# [Instructions to follow]
Which lines of the data hold the word "Cell"? Copy all of them.

Recorded data:

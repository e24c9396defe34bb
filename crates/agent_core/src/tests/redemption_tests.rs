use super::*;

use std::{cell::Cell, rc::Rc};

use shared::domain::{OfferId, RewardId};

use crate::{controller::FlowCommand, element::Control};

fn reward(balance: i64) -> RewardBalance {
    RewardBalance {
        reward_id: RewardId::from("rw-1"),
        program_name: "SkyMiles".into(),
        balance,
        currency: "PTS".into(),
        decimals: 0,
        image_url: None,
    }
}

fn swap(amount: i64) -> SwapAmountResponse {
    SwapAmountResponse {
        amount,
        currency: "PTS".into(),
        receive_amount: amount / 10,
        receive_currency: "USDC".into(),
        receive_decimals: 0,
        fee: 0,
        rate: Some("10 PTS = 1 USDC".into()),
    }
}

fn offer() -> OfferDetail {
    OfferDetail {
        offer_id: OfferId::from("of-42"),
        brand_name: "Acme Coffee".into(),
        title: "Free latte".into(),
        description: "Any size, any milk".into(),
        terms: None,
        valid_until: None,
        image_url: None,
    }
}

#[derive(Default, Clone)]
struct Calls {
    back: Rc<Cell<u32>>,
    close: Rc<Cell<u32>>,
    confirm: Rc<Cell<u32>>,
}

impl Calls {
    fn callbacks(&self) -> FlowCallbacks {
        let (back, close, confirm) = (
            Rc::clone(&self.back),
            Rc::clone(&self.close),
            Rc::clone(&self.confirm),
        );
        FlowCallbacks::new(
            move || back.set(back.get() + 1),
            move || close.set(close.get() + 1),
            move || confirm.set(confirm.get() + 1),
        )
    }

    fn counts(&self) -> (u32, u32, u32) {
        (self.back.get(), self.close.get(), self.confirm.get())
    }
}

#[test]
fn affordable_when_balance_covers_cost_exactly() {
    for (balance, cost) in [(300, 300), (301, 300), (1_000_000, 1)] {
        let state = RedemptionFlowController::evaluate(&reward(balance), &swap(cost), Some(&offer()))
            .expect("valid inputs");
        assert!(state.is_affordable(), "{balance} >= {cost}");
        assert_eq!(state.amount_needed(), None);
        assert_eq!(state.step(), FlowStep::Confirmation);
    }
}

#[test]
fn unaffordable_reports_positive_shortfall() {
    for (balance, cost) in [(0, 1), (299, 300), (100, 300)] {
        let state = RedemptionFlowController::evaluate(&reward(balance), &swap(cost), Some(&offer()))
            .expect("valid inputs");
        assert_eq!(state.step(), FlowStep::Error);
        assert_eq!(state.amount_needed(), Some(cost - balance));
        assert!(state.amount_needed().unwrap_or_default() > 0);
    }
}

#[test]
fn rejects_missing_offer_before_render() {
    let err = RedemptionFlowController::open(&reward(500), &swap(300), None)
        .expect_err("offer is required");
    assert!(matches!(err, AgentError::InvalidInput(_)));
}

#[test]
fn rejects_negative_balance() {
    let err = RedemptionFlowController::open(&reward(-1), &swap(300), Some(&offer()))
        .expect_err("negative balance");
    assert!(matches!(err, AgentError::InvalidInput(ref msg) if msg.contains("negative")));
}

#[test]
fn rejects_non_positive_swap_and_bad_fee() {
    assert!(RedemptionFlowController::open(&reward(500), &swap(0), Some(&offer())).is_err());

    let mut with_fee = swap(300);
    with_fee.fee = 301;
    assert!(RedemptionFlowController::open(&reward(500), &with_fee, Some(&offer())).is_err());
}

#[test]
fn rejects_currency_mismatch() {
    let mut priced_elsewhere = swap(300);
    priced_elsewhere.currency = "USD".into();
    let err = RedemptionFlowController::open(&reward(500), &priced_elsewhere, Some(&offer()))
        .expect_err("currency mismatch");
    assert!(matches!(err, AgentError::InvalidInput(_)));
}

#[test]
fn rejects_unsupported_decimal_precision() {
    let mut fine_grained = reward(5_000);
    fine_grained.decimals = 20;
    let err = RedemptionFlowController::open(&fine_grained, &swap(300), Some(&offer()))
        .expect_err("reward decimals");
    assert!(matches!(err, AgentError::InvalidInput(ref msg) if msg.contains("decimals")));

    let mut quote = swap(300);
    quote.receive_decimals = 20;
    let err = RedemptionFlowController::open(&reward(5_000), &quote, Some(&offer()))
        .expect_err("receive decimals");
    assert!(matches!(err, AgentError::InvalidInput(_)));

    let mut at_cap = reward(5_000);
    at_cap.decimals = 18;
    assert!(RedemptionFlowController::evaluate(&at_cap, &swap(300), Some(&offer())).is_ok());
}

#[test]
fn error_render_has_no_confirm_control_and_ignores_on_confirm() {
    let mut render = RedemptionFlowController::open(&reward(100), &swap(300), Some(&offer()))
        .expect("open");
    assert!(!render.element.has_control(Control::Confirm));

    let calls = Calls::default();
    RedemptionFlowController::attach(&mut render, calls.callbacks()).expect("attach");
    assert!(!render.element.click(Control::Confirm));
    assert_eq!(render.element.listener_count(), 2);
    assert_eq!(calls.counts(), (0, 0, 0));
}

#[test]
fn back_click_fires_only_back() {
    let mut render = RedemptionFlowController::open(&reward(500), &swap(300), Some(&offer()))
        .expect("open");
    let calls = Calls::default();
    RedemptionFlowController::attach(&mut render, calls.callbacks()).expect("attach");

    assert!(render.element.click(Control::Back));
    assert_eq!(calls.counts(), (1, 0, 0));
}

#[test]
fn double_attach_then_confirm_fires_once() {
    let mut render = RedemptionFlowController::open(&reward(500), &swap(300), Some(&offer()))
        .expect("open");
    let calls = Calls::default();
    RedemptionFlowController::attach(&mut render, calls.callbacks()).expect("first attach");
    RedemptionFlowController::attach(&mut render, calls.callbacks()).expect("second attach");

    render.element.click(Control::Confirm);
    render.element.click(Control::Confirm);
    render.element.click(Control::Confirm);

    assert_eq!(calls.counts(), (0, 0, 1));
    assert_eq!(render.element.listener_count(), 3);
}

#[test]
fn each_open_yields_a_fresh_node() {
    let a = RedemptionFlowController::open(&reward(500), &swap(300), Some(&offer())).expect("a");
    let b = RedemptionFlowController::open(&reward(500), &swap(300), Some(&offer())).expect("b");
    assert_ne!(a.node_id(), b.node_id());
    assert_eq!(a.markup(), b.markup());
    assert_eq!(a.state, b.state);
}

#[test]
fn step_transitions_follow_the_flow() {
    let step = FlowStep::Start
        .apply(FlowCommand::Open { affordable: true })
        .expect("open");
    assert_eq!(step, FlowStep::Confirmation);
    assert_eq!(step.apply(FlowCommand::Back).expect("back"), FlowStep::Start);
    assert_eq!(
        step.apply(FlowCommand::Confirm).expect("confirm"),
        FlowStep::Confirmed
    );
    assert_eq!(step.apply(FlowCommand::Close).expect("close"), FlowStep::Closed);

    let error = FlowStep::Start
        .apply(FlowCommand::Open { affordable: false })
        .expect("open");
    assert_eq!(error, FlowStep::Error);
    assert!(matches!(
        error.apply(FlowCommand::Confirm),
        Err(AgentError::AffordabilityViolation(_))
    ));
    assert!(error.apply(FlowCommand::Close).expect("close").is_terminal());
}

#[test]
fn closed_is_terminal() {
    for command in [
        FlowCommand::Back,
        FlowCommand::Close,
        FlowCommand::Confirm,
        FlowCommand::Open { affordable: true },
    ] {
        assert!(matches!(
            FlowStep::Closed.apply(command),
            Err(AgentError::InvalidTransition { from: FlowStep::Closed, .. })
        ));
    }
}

# [Expected answer]
use std::{cell::Cell, rc::Rc};
    back: Rc<Cell<u32>>,
    close: Rc<Cell<u32>>,
    confirm: Rc<Cell<u32>>,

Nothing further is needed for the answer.